有本 省レイバーツールを入れて労働時間を減らしていくのは避けられない流れです。しかし大きな問題もあります。ロボットを入れて人を減らし、QSCが上がれば問題ありませんが、実際にはQSCが低下する店舗が少なくありません。理論的には労働時間は減らせますが、少人数のため、1人でカバーする範囲が広がります。ロボットができる範囲は限られていますから、スタッフが同じ能力のままだとQSCは落ちます。これに対応するには、スタッフを少数精鋭にすることが求められます。
店長を目指さない人の教育が今後のカギ
—今は人が採用できず、優秀でない人でも採らざるを得ないという声を聞きます。そこから教育し、辞めないようにしていくことが重要ですね。

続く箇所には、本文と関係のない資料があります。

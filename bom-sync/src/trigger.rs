//! HTTP trigger served as an Azure Functions custom handler.
//!
//! The Functions host forwards the request unchanged (`enableForwardingHttpRequest`)
//! to `/api/HttpTrigger1` on `FUNCTIONS_CUSTOMHANDLER_PORT`. Method, query and
//! body are ignored: every request performs one full run.

use axum::extract::State;
use axum::http::StatusCode;
use axum::response::{IntoResponse, Response};
use axum::routing::any;
use axum::Router;
use bom_sync_core::contract::{SheetSource, Uploader};
use bom_sync_core::synchronise::{synchronise, SynchroniseReport};
use bom_sync_core::SyncError;
use std::net::SocketAddr;
use std::sync::Arc;
use tracing::{error, info};

use crate::load_config::FunctionConfig;

pub const FUNCTION_ROUTE: &str = "/api/HttpTrigger1";
pub const SUCCESS_MESSAGE: &str = "Data processed and uploaded successfully.";

/// Dependencies shared by every request.
#[derive(Clone)]
pub struct TriggerState {
    pub config: Arc<FunctionConfig>,
    pub sheets: Arc<dyn SheetSource>,
    pub uploader: Arc<dyn Uploader>,
}

pub fn router(state: TriggerState) -> Router {
    Router::new()
        .route(FUNCTION_ROUTE, any(http_trigger))
        .route("/", any(http_trigger))
        .with_state(state)
}

/// Resolves the run settings and performs one synchronisation.
pub async fn run_once(
    config: &FunctionConfig,
    sheets: &dyn SheetSource,
    uploader: &dyn Uploader,
) -> Result<SynchroniseReport, SyncError> {
    let run = config.resolve()?;
    synchronise(&run, sheets, uploader).await
}

pub async fn http_trigger(State(state): State<TriggerState>) -> Response {
    info!("[TRIGGER] HTTP trigger function processed a request.");
    match run_once(&state.config, state.sheets.as_ref(), state.uploader.as_ref()).await {
        Ok(report) => {
            info!(?report, "[TRIGGER] Run complete");
            (StatusCode::OK, SUCCESS_MESSAGE).into_response()
        }
        Err(e) => {
            error!(kind = e.kind(), error = %e, "[TRIGGER][ERROR] Run failed");
            (
                StatusCode::INTERNAL_SERVER_ERROR,
                format!("An error occurred: {e}"),
            )
                .into_response()
        }
    }
}

pub async fn serve(addr: SocketAddr, state: TriggerState) -> anyhow::Result<()> {
    let listener = tokio::net::TcpListener::bind(addr).await?;
    info!(address = %listener.local_addr()?, route = FUNCTION_ROUTE, "[TRIGGER] Listening");
    axum::serve(listener, router(state)).await?;
    Ok(())
}
pub mod blob;
pub mod cli;
pub mod load_config;
pub mod smartsheet;
pub mod trigger;

pub use cli::{run, Cli, Commands};
//! In-memory tabular data: one worksheet tab, or the combined result.

/// Column names a tab must carry to be kept.
pub const ASSEMBLY_COLUMN: &str = "assembly";
pub const DESCRIPTION_COLUMN: &str = "description";

/// Ordered columns plus ordered records. Each record holds exactly one
/// value per column; `None` is a missing value.
#[derive(Debug, Clone, Default, PartialEq)]
pub struct Table {
    pub columns: Vec<String>,
    pub records: Vec<Vec<Option<String>>>,
}

impl Table {
    pub fn new(columns: Vec<String>) -> Self {
        Table {
            columns,
            records: Vec::new(),
        }
    }

    /// Appends a record, padding or truncating it to the column count.
    pub fn push_record(&mut self, mut record: Vec<Option<String>>) {
        record.resize(self.columns.len(), None);
        self.records.push(record);
    }

    pub fn column_index(&self, name: &str) -> Option<usize> {
        self.columns.iter().position(|column| column == name)
    }

    pub fn has_column(&self, name: &str) -> bool {
        self.column_index(name).is_some()
    }

    /// True when both `assembly` and `description` are present (exact match).
    pub fn has_bom_columns(&self) -> bool {
        self.has_column(ASSEMBLY_COLUMN) && self.has_column(DESCRIPTION_COLUMN)
    }

    pub fn value(&self, record: usize, column: &str) -> Option<&str> {
        let index = self.column_index(column)?;
        self.records.get(record)?.get(index)?.as_deref()
    }

    pub fn len(&self) -> usize {
        self.records.len()
    }

    pub fn is_empty(&self) -> bool {
        self.records.is_empty()
    }
}

#[cfg(test)]
mod tests {
    use super::*;

    #[test]
    fn bom_columns_are_case_sensitive() {
        let table = Table::new(vec!["Assembly".into(), "description".into()]);
        assert!(!table.has_bom_columns());

        let table = Table::new(vec!["qty".into(), "description".into(), "assembly".into()]);
        assert!(table.has_bom_columns());
    }

    #[test]
    fn push_record_pads_short_records() {
        let mut table = Table::new(vec!["a".into(), "b".into(), "c".into()]);
        table.push_record(vec![Some("1".into())]);
        assert_eq!(table.records[0], vec![Some("1".into()), None, None]);
        assert_eq!(table.value(0, "a"), Some("1"));
        assert_eq!(table.value(0, "b"), None);
    }
}
//! Downloads workbook attachments and keeps the tabs that carry BOM columns.

use tracing::{debug, error, info};

use crate::contract::SheetSource;
use crate::enumerate::RowAttachment;
use crate::error::SyncError;
use crate::table::Table;
use crate::xlsx;

/// Downloads and parses each attachment in turn. The first failure aborts.
///
/// Tabs without both `assembly` and `description` are dropped without
/// error. The result keeps attachment order, then workbook tab order.
pub async fn extract_tables<S>(
    source: &S,
    sheet_id: i64,
    attachments: &[RowAttachment],
) -> Result<Vec<Table>, SyncError>
where
    S: SheetSource + ?Sized,
{
    let mut tables = Vec::new();
    for RowAttachment { row_id, attachment } in attachments {
        let url = match &attachment.url {
            Some(url) => url.clone(),
            None => {
                debug!(attachment_id = attachment.id, "[EXTRACT] Resolving attachment download URL");
                let resolved = source
                    .get_attachment(sheet_id, attachment.id)
                    .await
                    .map_err(|e| {
                        error!(attachment = %attachment.name, error = %e, "[EXTRACT][ERROR] Failed to fetch attachment");
                        SyncError::Upstream(e)
                    })?;
                resolved.url.ok_or_else(|| {
                    SyncError::Upstream(
                        format!("attachment '{}' has no download URL", attachment.name).into(),
                    )
                })?
            }
        };

        info!(row_id, attachment = %attachment.name, "[EXTRACT] Downloading attachment");
        let bytes = source.download(&url).await.map_err(|e| {
            error!(attachment = %attachment.name, error = %e, "[EXTRACT][ERROR] Download failed");
            SyncError::Upstream(e)
        })?;

        let worksheets = xlsx::read_workbook(&bytes).map_err(|err| {
            error!(attachment = %attachment.name, error = %err, "[EXTRACT][ERROR] Attachment is not a readable workbook");
            SyncError::Parse {
                name: attachment.name.clone(),
                source: err,
            }
        })?;

        for worksheet in worksheets {
            if worksheet.table.has_bom_columns() {
                debug!(attachment = %attachment.name, tab = %worksheet.name, records = worksheet.table.len(), "[EXTRACT] Keeping tab");
                tables.push(worksheet.table);
            }
        }
    }
    info!(tables = tables.len(), "[EXTRACT] Extraction finished");
    Ok(tables)
}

有本 採用の基準は確実に下がっています。20年前なら採用しない人材でも、今は採用しているのが実情です。今後も採用基準が上がることはないでしょう。そのため、戦力化して辞めさせないために、教育のニーズが高まっていきます。経営者は人を減らしたら単純に教育の時間も減ると考えがちですが、それは大きな間違いです。むしろ先ほど申し上げたように、少数精鋭にするために教育時間も増やさなければなりません。
—どのように教育していけば良いのでしょうか。
有本 大切なのは気配りできる人、人間力がある人を評価すること。サービス業は数値だけで評価するところも多いですが、それでは将来的に厳しくなります。なぜなら、根本は人間力が重要視されますから。たくさんの人がいて、その中にはパートやアルバイトもいます。サービス業を営む上で、パートやアルバイトは欠かせません。そのことを若いうちから教え、評価していくことが大切です。
中でも副店長は、店長以上に気配りが必要です。入社後、そして店長になる前から必要となる知識やスキルは、仕組化して教育していくべきです。
—昇給についてはどうですか。
有本 今の会社を立ち上げてから気づいたのですが、店長になりたくない人が結構います。それまで私自身がマクドナルドやユニクロの在籍時に作った仕組みは、「頑張れば店長になれる」「エリアマネージャーになれる」「営業部長になれる」という、誰もが店長を目標に仕事をしていることが前提のものでした。
しかし今の世の中、店長にならなくても一生懸命仕事している人はいます。今後はそのような人たちがモチベーションを上げていくような仕組みを作り、教育しなければなりません。専門性があり、リーダーシップがなくても会社に貢献している人をどう評価するか。店長にならなくても給料が上がっていく仕組みは絶対に必要になっていくと思います。